Per-pass canonical inputs:

| Pass | Prompt | Canonical inputs |
|---|---|---|
| 1 | `prompts/extract_structure.md` | `{"transcript": <full fetch.py JSON>}` |
| 2 | `prompts/inventory_claims.md` | `{"pass1": <Pass 1 output>, "transcript": <full fetch.py JSON>}` |
| 3 | `prompts/generate_claims.md` | `{"metadata": {title,channel,duration_seconds,view_count,upload_date}, "pass1": <Pass 1>, "pass2": <Pass 2>}` |

## Cross-platform notes

- All LLM calls use the host's own model and auth. No `ANTHROPIC_API_KEY` / `OPENAI_API_KEY` / vendor key required.
- Subprocess calls: `doctor.py` (Step 1.5), `fetch.py` (Step 2), `cache.py read` / `cache.py write` / `cache.py verify-quotes` (Steps 3–5), `segments.py` (Step 4 inside per-section loop).
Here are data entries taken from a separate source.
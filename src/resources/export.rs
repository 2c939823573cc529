//! Scene components back to the domain model.
//!
//! Reconstruction starts from placed components, so their committed static meshes are read back
//! into [`Mesh`]es and arranged as GML file → LOD → feature nodes again. The read happens in two
//! steps: [`snapshot`] copies what is needed on the mutation thread, [`export_model`] does the
//! actual conversion on the worker.

use std::{
    collections::{HashMap, HashSet},
    sync::Arc,
};

use cgmath::{Vector2, Vector3};

use crate::{
    data_structures::{
        city_object::{CityModel, CityObjectGroupData, CityObjectList},
        granularity::ConvertGranularity,
        material::Material,
        model::{Mesh, Model, Node, SubMesh},
        scene_graph::{ComponentId, Scene},
    },
    filter::original_component_name,
    render::StaticMeshDescription,
};

/// What export needs to know about one `CityObjectGroup` component.
#[derive(Clone, Debug)]
pub struct ComponentSnapshot {
    pub id: ComponentId,
    pub name: String,
    pub parent: Option<ComponentId>,
    pub gml_name: Option<String>,
    pub lod_name: Option<String>,
    pub visible: bool,
    pub data: CityObjectGroupData,
    pub description: Option<Arc<StaticMeshDescription>>,
    pub materials: Vec<Material>,
}

impl ComponentSnapshot {
    pub fn granularity(&self) -> ConvertGranularity {
        self.data.granularity
    }

    /// Node name in the exported model: the single root city object or the component name.
    fn node_name(&self) -> String {
        match self.data.city_objects.as_slice() {
            [only] => only.gml_id.clone(),
            _ => original_component_name(&self.name).to_string(),
        }
    }
}

/// Copies a `CityObjectGroup` component. Other component kinds yield `None`.
pub fn snapshot(scene: &Scene, id: ComponentId) -> Option<ComponentSnapshot> {
    let component = scene.get(id)?;
    let data = component.city_object_group()?.clone();

    // Walk up to the component directly below the actor root (GML) and its child (LOD).
    let mut path = vec![id];
    let mut current = id;
    while let Some(parent) = scene.parent(current) {
        if parent == scene.root() {
            break;
        }
        path.push(parent);
        current = parent;
    }
    path.reverse();
    let gml_name = path
        .first()
        .filter(|g| **g != id)
        .and_then(|g| scene.name(*g))
        .map(str::to_string);
    let lod_name = path
        .get(1)
        .filter(|l| **l != id)
        .and_then(|l| scene.name(*l))
        .map(str::to_string);

    let static_mesh = scene.static_mesh_of(id);
    Some(ComponentSnapshot {
        id,
        name: component.name.clone(),
        parent: component.parent(),
        gml_name,
        lod_name,
        visible: component.visible,
        data,
        description: static_mesh.and_then(|m| m.description.clone()),
        materials: static_mesh.map(|m| m.materials.clone()).unwrap_or_default(),
    })
}

/// Exported model plus the city objects of all exported components, keyed by GML ID.
#[derive(Clone, Debug, Default)]
pub struct ExportedModel {
    pub model: Model,
    pub city_model: CityModel,
}

pub fn export_model(targets: &[ComponentSnapshot], export_hidden: bool) -> ExportedModel {
    let targets: Vec<&ComponentSnapshot> = targets
        .iter()
        .filter(|t| export_hidden || t.visible)
        .collect();
    let ids: HashSet<ComponentId> = targets.iter().map(|t| t.id).collect();

    let mut city_model = CityModel::default();
    let mut children_of: HashMap<ComponentId, Vec<usize>> = HashMap::new();
    let mut top_level = Vec::new();
    for (i, target) in targets.iter().enumerate() {
        for object in &target.data.city_objects {
            city_model.insert(object.clone());
        }
        match target.parent.filter(|p| ids.contains(p)) {
            Some(parent) => children_of.entry(parent).or_default().push(i),
            None => top_level.push(i),
        }
    }

    fn build(
        i: usize,
        targets: &[&ComponentSnapshot],
        children_of: &HashMap<ComponentId, Vec<usize>>,
    ) -> Node {
        let target = targets[i];
        let mesh = target.description.as_ref().map(|desc| {
            export_mesh(desc, &target.materials, target.data.city_object_list())
        });
        Node {
            name: target.node_name(),
            mesh,
            children: children_of
                .get(&target.id)
                .map(|c| c.iter().map(|i| build(*i, targets, children_of)).collect())
                .unwrap_or_default(),
        }
    }

    let mut roots: Vec<Node> = Vec::new();
    for i in top_level {
        let node = build(i, &targets, &children_of);
        let target = targets[i];
        let Some(gml_name) = &target.gml_name else {
            roots.push(node);
            continue;
        };
        let gml = match roots.iter().position(|r| r.name == *gml_name) {
            Some(g) => g,
            None => {
                roots.push(Node::new(gml_name.clone()));
                roots.len() - 1
            }
        };
        let Some(lod_name) = &target.lod_name else {
            roots[gml].children.push(node);
            continue;
        };
        let lods = &mut roots[gml].children;
        let lod = match lods.iter().position(|l| l.name == *lod_name) {
            Some(l) => l,
            None => {
                lods.push(Node::new(lod_name.clone()));
                lods.len() - 1
            }
        };
        lods[lod].children.push(node);
    }

    ExportedModel {
        model: Model::new(roots),
        city_model,
    }
}

/**
 * Reads a renderable description back into a domain mesh.
 *
 * Every vertex instance becomes its own vertex, winding is restored to domain order and the
 * texture `v` flip is undone. Default materials turn back into plain texture references, other
 * materials are kept as overrides on their sub-mesh.
 */
pub fn export_mesh(
    desc: &StaticMeshDescription,
    materials: &[Material],
    city_object_list: CityObjectList,
) -> Mesh {
    let mut mesh = Mesh {
        city_object_list,
        ..Default::default()
    };
    for (g, group) in desc.polygon_groups.iter().enumerate() {
        let start = mesh.indices.len();
        for triangle in &group.triangles {
            let corners = [triangle[2], triangle[1], triangle[0]];
            let instances: Option<Vec<_>> = corners
                .iter()
                .map(|c| desc.vertex_instances.get(*c as usize))
                .collect();
            let Some(instances) = instances else {
                log::warn!("triangle {:?} references a missing vertex instance", triangle);
                continue;
            };
            for instance in instances {
                let p = desc
                    .vertex_positions
                    .get(instance.vertex as usize)
                    .copied()
                    .unwrap_or_default();
                mesh.indices.push(mesh.vertices.len() as u32);
                mesh.vertices
                    .push(Vector3::new(p[0] as f64, p[1] as f64, p[2] as f64));
                mesh.uv1
                    .push(Vector2::new(instance.uv0[0], 1.0 - instance.uv0[1]));
                mesh.uv4.push(Vector2::new(instance.uv3[0], instance.uv3[1]));
            }
        }

        let material = materials.get(g);
        mesh.sub_meshes.push(SubMesh {
            start,
            end: mesh.indices.len(),
            texture_path: material.and_then(|m| m.texture_path.clone()),
            material: material.filter(|m| !m.is_default()).map(|m| Material {
                texture_path: None,
                ..m.clone()
            }),
        });
    }
    mesh
}

#[cfg(test)]
mod tests {
    use super::*;
    use crate::{
        data_structures::{
            city_object::{CityObject, CityObjectIndex, CityObjectType},
            scene_graph::{ComponentKind, Mobility},
        },
        resources::mesh::emit_mesh,
    };

    fn triangle(texture: Option<&str>) -> Mesh {
        let mut mesh = Mesh {
            vertices: vec![
                Vector3::new(0.0, 0.0, 0.0),
                Vector3::new(2.0, 0.0, 0.0),
                Vector3::new(0.0, 2.0, 0.0),
            ],
            indices: vec![0, 1, 2],
            uv1: vec![
                Vector2::new(0.0, 0.0),
                Vector2::new(1.0, 0.0),
                Vector2::new(0.0, 0.5),
            ],
            uv4: vec![CityObjectIndex::primary(0).to_uv(); 3],
            sub_meshes: vec![SubMesh::new(0, 3, texture.map(str::to_string))],
            ..Default::default()
        };
        mesh.city_object_list
            .insert(CityObjectIndex::primary(0), "bldg-a");
        mesh
    }

    #[test]
    fn export_restores_domain_winding_and_uvs() {
        let source = triangle(Some("tex/roof.png"));
        let desc = emit_mesh(&source);
        let materials = vec![Material::default_for_texture(Some("tex/roof.png"))];

        let exported = export_mesh(&desc, &materials, source.city_object_list.clone());
        assert_eq!(exported.vertices, source.vertices);
        assert_eq!(exported.uv1, source.uv1);
        assert_eq!(exported.uv4, source.uv4);
        assert_eq!(exported.sub_meshes[0].texture_path.as_deref(), Some("tex/roof.png"));
        assert_eq!(exported.sub_meshes[0].material, None);
    }

    #[test]
    fn export_keeps_classified_materials() {
        let source = triangle(None);
        let desc = emit_mesh(&source);
        let roof = Material::asset("/Game/Roof");
        let exported = export_mesh(&desc, &[roof.clone()], CityObjectList::default());
        assert_eq!(exported.sub_meshes[0].material, Some(roof));
    }

    #[test]
    fn export_rebuilds_gml_and_lod_nodes() {
        let mut scene = Scene::new("actor");
        let root = scene.root();
        let gml = scene
            .create_component(ComponentKind::Scene, "53392642_bldg_6697_op", root, Mobility::Static)
            .unwrap();
        let lod = scene
            .create_component(ComponentKind::Scene, "LOD2", gml, Mobility::Static)
            .unwrap();
        let mesh = triangle(None);
        let data = CityObjectGroupData {
            city_objects: vec![CityObject {
                gml_id: "bldg-a".into(),
                index: CityObjectIndex::primary(0),
                ty: CityObjectType::BUILDING,
                ..Default::default()
            }],
            ..Default::default()
        };
        let feature = scene
            .create_component(ComponentKind::CityObjectGroup(data), "bldg-a", lod, Mobility::Static)
            .unwrap();
        let static_mesh = scene.create_static_mesh(feature, "bldg-a");
        scene
            .commit_mesh_description(static_mesh, emit_mesh(&mesh))
            .unwrap();
        scene
            .set_materials(static_mesh, vec![Material::default_for_texture(None)])
            .unwrap();
        scene.batch_build(&[static_mesh]);

        let target = snapshot(&scene, feature).unwrap();
        assert_eq!(target.gml_name.as_deref(), Some("53392642_bldg_6697_op"));
        assert_eq!(target.lod_name.as_deref(), Some("LOD2"));
        assert!(snapshot(&scene, lod).is_none());

        let exported = export_model(&[target], false);
        let gml_node = &exported.model.root_nodes[0];
        assert_eq!(gml_node.name, "53392642_bldg_6697_op");
        assert_eq!(gml_node.children[0].name, "LOD2");
        let feature_node = &gml_node.children[0].children[0];
        assert_eq!(feature_node.name, "bldg-a");
        assert_eq!(feature_node.mesh.as_ref().unwrap().triangle_count(), 1);
        assert!(exported.city_model.get_city_object_by_id("bldg-a").is_some());
    }
}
Importing each module from `<SKILL_DIR>/scripts/` is equivalent if shelling out is not available.
- All cache wrapper construction goes through `cache.py write` so per-host JSON quirks cannot produce a spurious miss.
- If `python3 "<SKILL_DIR>/scripts/fetch.py"` ever fails with `ModuleNotFoundError`, run `python3 "<SKILL_DIR>/scripts/doctor.py"` for the exact `pip3 install` command for the user's Python.

## Output format reminder

- Pass 1 output: shared with verdict/summary/extract, see `prompts/extract_structure.md`.
- Pass 2 output: shared with verdict, see `prompts/inventory_claims.md` (4 arrays per section: `concrete_claims`, `vague_claims`, `evidence_shown`, `pitches`, every entry timestamp + verbatim quote).
- Pass 3 output: a single fenced markdown block following the chronological-inventory layout in `prompts/generate_claims.md`. **Inventory only** — no truth verdicts, no fact-checks, no recommendations.

## Scope reminder

V1 lists what was claimed, not whether claims are true. Web verification, citation lookup, and fact-checking against external sources are V2 work — not in this skill's scope. Readers evaluating accuracy should treat this report as a starting point: each entry is the verbatim quote and timestamp where they can verify their own conclusion.